Supplementary Figure S10 The effects of protease and phosphatase inhibitors on the accumulation of CjWRKY1 protein and transcript levels of biosynthetic genes in Cj156-S and CjY cells. The accumulation of the CjWRKY1 protein was measured at 24 h (a) and 48 h (c) after treatment with 0.1% DMSO, 50 µm MG132, or 50 µm MG132, protease inhibitors and phosphatase inhibitors. The transcript levels of the CjWRKY1, Cj6OMT, and CjCYP80B2 genes were measured by quantitative RT-PCR at 24 h (b) and 48 h (d) after treatment. The relative expression levels were estimated by the standard curve method with three technical replicates and standardized with the β-actin gene as an internal control.
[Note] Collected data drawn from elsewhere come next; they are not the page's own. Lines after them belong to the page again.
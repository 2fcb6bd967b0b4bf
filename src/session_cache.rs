use std::collections::HashMap;
use std::time::{Duration, SystemTime};

/// Competition, country and team lists are refreshed at most every 60 days.
pub const LIST_TTL: Duration = Duration::from_secs(60 * 24 * 60 * 60);

pub const COMPETITIONS_KEY: &str = "competitions";
pub const COUNTRIES_KEY: &str = "countries";

pub fn teams_key(league_id: u32, season: u16) -> String {
    format!("teams:{league_id}:{season}")
}

#[derive(Debug, Clone)]
pub struct CacheSlot<V> {
    pub value: V,
    pub fetched_at: SystemTime,
    pub ttl: Duration,
}

impl<V> CacheSlot<V> {
    pub fn is_fresh(&self, now: SystemTime) -> bool {
        match now.duration_since(self.fetched_at) {
            Ok(age) => age < self.ttl,
            // A clock that moved backwards still counts as fresh.
            Err(_) => true,
        }
    }
}

/// Inserts between sweeps of expired slots.
pub const PURGE_EVERY: usize = 64;

/// Keyed values with a fetch timestamp and a freshness window.
///
/// Expired slots are dropped on read and swept every [`PURGE_EVERY`] inserts.
/// With a size limit, the oldest slot makes room for a new key.
#[derive(Debug, Clone)]
pub struct TtlCache<V> {
    default_ttl: Duration,
    max_entries: Option<usize>,
    inserts: usize,
    slots: HashMap<String, CacheSlot<V>>,
}

impl<V: Clone> TtlCache<V> {
    pub fn new(default_ttl: Duration) -> Self {
        Self {
            default_ttl,
            max_entries: None,
            inserts: 0,
            slots: HashMap::new(),
        }
    }

    pub fn with_max_entries(mut self, max_entries: usize) -> Self {
        self.max_entries = Some(max_entries.max(1));
        self
    }

    pub fn get(&mut self, key: &str) -> Option<V> {
        self.get_at(key, SystemTime::now())
    }

    pub fn get_at(&mut self, key: &str, now: SystemTime) -> Option<V> {
        let fresh = self.slots.get(key).map(|slot| slot.is_fresh(now))?;
        if !fresh {
            self.slots.remove(key);
            return None;
        }
        self.slots.get(key).map(|slot| slot.value.clone())
    }

    pub fn set(&mut self, key: impl Into<String>, value: V) {
        self.set_at(key, value, self.default_ttl, SystemTime::now());
    }

    pub fn set_with_ttl(&mut self, key: impl Into<String>, value: V, ttl: Duration) {
        self.set_at(key, value, ttl, SystemTime::now());
    }

    pub fn set_at(&mut self, key: impl Into<String>, value: V, ttl: Duration, now: SystemTime) {
        let key = key.into();
        self.inserts += 1;
        if self.inserts % PURGE_EVERY == 0 {
            self.purge_expired(now);
        }
        if let Some(max) = self.max_entries
            && self.slots.len() >= max
            && !self.slots.contains_key(&key)
        {
            self.purge_expired(now);
            if self.slots.len() >= max {
                self.evict_oldest();
            }
        }
        self.slots.insert(
            key,
            CacheSlot {
                value,
                fetched_at: now,
                ttl,
            },
        );
    }

    /// Drops every slot that is no longer fresh. Returns how many went.
    pub fn purge_expired(&mut self, now: SystemTime) -> usize {
        let before = self.slots.len();
        self.slots.retain(|_, slot| slot.is_fresh(now));
        before - self.slots.len()
    }

    fn evict_oldest(&mut self) {
        let oldest = self
            .slots
            .iter()
            .min_by_key(|(_, slot)| slot.fetched_at)
            .map(|(key, _)| key.clone());
        if let Some(key) = oldest {
            self.slots.remove(&key);
        }
    }

    pub fn invalidate(&mut self, key: &str) -> bool {
        self.slots.remove(key).is_some()
    }

    pub fn clear(&mut self) {
        self.slots.clear();
    }

    pub fn len(&self) -> usize {
        self.slots.len()
    }

    pub fn is_empty(&self) -> bool {
        self.slots.is_empty()
    }
}

impl<V: Clone> Default for TtlCache<V> {
    fn default() -> Self {
        Self::new(LIST_TTL)
    }
}

#[cfg(test)]
mod tests {
    use super::*;

    #[test]
    fn expired_slot_is_dropped_on_read() {
        let mut cache = TtlCache::new(Duration::from_secs(60));
        let t0 = SystemTime::UNIX_EPOCH + Duration::from_secs(1_000);
        cache.set_at("k", 7u32, Duration::from_secs(60), t0);

        assert_eq!(cache.get_at("k", t0 + Duration::from_secs(59)), Some(7));
        assert_eq!(cache.get_at("k", t0 + Duration::from_secs(60)), None);
        assert!(cache.is_empty());
    }

    #[test]
    fn list_ttl_covers_sixty_days() {
        let mut cache = TtlCache::default();
        let t0 = SystemTime::UNIX_EPOCH + Duration::from_secs(10);
        cache.set_at(COMPETITIONS_KEY, vec![1u32], LIST_TTL, t0);
        let day = Duration::from_secs(24 * 60 * 60);
        assert!(cache.get_at(COMPETITIONS_KEY, t0 + day * 59).is_some());
        assert!(cache.get_at(COMPETITIONS_KEY, t0 + day * 61).is_none());
    }

    #[test]
    fn expired_keys_are_swept_by_later_inserts() {
        let mut cache = TtlCache::new(Duration::from_secs(60));
        let t0 = SystemTime::UNIX_EPOCH + Duration::from_secs(1_000);
        for i in 0..PURGE_EVERY - 1 {
            cache.set_at(format!("search=x{i}"), i, Duration::from_secs(60), t0);
        }
        assert_eq!(cache.len(), PURGE_EVERY - 1);

        let later = t0 + Duration::from_secs(120);
        cache.set_at("standings", 99, Duration::from_secs(60), later);
        assert_eq!(cache.len(), 1);
        assert_eq!(cache.get_at("standings", later), Some(99));
    }

    #[test]
    fn size_limit_evicts_the_oldest_slot() {
        let mut cache = TtlCache::new(Duration::from_secs(3600)).with_max_entries(2);
        let t0 = SystemTime::UNIX_EPOCH + Duration::from_secs(1_000);
        let ttl = Duration::from_secs(3600);
        cache.set_at("a", 1u32, ttl, t0);
        cache.set_at("b", 2, ttl, t0 + Duration::from_secs(1));
        cache.set_at("b", 3, ttl, t0 + Duration::from_secs(2));
        assert_eq!(cache.len(), 2);

        cache.set_at("c", 4, ttl, t0 + Duration::from_secs(3));
        assert_eq!(cache.len(), 2);
        let now = t0 + Duration::from_secs(4);
        assert_eq!(cache.get_at("a", now), None);
        assert_eq!(cache.get_at("b", now), Some(3));
        assert_eq!(cache.get_at("c", now), Some(4));
    }

    #[test]
    fn invalidate_reports_presence() {
        let mut cache: TtlCache<String> = TtlCache::default();
        cache.set(teams_key(39, 2025), "x".to_string());
        assert!(cache.invalidate("teams:39:2025"));
        assert!(!cache.invalidate("teams:39:2025"));
    }
}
The average value of Cj156-S with DMSO treatment was set as 1. The data are shown as the mean ± s.d.

Supplementary Figure S11 Current model of post-translational regulation of the CjWRKY1 protein in C. japonica cells. Top panel; UPS-dependent pathway in which CjWRKY1 is degraded by the 26S proteasome in the nucleus. Lower panel; UPS-independent pathway in which tyrosine-phosphorylated CjWRKY1 without DNA binding activity is excreted to the cytosol and degraded by unidentified proteases.